What the task requires: A single number is needed: how many lines of the data below contain "excluded".

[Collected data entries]

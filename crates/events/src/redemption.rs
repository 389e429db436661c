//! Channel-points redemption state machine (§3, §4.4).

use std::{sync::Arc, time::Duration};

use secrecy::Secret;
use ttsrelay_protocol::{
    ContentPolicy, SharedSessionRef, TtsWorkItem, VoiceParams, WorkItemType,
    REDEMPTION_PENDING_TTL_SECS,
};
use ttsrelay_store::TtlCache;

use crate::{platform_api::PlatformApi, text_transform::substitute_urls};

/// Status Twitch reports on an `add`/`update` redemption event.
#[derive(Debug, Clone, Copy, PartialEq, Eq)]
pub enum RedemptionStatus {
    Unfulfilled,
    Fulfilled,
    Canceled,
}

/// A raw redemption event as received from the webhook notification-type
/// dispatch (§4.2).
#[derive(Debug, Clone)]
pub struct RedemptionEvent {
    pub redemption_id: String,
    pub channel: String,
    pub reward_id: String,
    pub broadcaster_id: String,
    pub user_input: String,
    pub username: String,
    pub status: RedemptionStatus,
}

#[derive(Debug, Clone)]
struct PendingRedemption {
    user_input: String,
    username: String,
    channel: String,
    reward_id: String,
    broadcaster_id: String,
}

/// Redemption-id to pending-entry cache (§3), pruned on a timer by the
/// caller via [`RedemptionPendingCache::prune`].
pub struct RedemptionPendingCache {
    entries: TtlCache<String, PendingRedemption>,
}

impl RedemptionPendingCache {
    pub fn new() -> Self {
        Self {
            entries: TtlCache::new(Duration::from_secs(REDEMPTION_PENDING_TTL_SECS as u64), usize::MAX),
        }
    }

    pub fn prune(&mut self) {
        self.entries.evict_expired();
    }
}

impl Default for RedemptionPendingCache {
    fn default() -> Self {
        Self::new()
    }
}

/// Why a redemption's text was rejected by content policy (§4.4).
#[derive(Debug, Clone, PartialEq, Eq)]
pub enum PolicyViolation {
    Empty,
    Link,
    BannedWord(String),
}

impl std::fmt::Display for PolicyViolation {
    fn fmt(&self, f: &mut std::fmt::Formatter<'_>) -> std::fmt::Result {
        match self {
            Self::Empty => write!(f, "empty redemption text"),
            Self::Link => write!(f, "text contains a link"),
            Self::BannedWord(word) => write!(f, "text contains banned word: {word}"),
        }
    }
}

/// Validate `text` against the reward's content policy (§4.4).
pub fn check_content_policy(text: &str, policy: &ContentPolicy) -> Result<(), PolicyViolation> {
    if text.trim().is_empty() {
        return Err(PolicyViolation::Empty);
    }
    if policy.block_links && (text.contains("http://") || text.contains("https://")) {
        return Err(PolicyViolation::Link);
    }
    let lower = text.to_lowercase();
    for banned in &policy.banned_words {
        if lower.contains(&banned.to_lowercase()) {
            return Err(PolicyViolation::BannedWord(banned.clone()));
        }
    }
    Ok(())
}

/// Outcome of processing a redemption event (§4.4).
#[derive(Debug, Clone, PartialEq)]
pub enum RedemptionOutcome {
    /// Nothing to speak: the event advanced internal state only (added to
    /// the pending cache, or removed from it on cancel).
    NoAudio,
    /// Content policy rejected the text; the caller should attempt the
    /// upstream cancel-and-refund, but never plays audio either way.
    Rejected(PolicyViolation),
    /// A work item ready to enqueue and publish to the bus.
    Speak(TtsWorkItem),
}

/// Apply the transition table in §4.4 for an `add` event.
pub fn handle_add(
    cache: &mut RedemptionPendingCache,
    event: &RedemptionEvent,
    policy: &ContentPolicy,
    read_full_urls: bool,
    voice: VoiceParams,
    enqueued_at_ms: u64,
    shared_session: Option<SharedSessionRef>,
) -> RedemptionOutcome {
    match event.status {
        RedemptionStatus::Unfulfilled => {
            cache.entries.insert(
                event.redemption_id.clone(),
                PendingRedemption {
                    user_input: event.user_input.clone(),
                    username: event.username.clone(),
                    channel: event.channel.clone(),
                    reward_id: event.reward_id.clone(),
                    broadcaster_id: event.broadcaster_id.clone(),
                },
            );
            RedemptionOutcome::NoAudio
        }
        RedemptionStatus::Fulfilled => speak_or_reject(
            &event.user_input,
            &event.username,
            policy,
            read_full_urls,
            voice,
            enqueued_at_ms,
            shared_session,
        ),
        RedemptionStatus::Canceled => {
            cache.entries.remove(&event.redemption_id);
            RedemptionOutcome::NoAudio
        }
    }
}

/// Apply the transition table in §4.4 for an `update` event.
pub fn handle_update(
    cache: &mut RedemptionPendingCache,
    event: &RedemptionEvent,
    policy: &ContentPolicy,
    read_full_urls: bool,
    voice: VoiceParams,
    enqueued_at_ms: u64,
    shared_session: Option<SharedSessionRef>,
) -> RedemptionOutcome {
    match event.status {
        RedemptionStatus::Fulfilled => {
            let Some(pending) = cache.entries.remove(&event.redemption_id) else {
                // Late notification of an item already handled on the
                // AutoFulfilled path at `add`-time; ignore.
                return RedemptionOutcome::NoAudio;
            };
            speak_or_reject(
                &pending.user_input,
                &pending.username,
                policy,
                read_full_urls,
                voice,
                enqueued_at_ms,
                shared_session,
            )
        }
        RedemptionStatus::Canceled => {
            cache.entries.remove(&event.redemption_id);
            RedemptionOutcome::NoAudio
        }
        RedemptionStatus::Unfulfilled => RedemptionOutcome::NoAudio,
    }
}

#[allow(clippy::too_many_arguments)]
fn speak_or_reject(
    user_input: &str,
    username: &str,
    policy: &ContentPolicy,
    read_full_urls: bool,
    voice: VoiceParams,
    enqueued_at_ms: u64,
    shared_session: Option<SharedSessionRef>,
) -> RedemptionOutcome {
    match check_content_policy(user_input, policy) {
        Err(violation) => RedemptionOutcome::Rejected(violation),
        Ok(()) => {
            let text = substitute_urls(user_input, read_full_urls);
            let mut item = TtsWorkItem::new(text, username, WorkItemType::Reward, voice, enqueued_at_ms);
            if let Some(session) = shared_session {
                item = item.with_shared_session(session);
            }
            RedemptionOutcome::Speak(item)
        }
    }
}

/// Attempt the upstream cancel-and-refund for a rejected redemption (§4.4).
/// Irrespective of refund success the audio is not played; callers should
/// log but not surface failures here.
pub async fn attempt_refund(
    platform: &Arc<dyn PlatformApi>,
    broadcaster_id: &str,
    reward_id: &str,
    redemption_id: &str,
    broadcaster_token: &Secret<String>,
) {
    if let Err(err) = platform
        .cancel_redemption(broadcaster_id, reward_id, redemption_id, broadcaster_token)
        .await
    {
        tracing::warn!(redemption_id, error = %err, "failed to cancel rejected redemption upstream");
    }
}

==

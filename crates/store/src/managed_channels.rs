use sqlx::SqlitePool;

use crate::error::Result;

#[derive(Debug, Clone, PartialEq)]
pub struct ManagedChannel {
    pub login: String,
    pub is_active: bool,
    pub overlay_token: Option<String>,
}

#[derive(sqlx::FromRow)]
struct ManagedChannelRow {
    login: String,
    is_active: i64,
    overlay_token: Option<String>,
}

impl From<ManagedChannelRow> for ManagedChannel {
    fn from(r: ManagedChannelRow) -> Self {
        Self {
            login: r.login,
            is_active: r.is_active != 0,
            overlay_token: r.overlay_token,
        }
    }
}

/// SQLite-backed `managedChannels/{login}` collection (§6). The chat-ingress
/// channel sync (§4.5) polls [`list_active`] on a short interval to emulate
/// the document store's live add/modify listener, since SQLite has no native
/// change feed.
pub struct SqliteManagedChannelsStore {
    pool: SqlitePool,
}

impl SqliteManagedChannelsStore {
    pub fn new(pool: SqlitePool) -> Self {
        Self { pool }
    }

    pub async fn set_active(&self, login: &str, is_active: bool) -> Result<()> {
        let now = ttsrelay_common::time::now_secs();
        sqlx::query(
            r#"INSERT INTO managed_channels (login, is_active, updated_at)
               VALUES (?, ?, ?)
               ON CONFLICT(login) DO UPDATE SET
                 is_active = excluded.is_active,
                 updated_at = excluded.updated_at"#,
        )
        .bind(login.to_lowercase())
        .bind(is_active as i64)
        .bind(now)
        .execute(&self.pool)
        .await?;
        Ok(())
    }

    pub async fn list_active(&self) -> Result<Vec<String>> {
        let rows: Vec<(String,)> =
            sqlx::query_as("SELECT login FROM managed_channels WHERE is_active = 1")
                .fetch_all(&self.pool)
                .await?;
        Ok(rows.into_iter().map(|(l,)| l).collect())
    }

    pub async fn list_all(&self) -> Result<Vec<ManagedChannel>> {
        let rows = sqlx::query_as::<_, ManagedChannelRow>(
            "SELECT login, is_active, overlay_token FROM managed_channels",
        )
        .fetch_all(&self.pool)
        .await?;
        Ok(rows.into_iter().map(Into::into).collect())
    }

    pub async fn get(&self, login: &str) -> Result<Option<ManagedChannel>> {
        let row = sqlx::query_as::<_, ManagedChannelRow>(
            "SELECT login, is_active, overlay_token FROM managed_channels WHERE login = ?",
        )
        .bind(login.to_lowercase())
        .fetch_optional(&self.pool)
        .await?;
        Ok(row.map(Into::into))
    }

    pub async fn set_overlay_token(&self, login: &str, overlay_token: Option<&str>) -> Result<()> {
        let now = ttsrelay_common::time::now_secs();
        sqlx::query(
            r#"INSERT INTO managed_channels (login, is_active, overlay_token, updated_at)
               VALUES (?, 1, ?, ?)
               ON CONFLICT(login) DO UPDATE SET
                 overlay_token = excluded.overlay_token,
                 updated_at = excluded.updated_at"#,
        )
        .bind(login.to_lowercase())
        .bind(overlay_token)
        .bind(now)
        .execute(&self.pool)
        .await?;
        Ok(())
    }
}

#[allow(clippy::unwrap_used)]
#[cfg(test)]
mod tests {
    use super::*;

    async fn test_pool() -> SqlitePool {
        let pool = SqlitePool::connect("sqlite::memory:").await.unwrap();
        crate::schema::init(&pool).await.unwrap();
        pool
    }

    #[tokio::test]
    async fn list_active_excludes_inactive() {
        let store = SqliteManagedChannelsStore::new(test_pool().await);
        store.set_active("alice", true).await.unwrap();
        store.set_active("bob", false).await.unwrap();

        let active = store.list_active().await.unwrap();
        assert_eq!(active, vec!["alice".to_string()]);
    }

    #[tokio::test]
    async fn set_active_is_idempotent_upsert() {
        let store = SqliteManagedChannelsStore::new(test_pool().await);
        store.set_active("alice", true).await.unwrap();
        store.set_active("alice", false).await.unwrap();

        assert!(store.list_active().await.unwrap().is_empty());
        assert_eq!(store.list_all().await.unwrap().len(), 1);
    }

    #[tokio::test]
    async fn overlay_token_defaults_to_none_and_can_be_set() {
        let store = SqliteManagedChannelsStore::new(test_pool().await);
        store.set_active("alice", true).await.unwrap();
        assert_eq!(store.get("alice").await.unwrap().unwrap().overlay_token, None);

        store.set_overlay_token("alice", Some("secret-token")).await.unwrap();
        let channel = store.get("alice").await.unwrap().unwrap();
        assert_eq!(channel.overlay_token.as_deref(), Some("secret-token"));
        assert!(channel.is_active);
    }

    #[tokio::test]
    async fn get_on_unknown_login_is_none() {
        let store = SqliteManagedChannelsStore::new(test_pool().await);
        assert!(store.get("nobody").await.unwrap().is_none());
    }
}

Your response: 4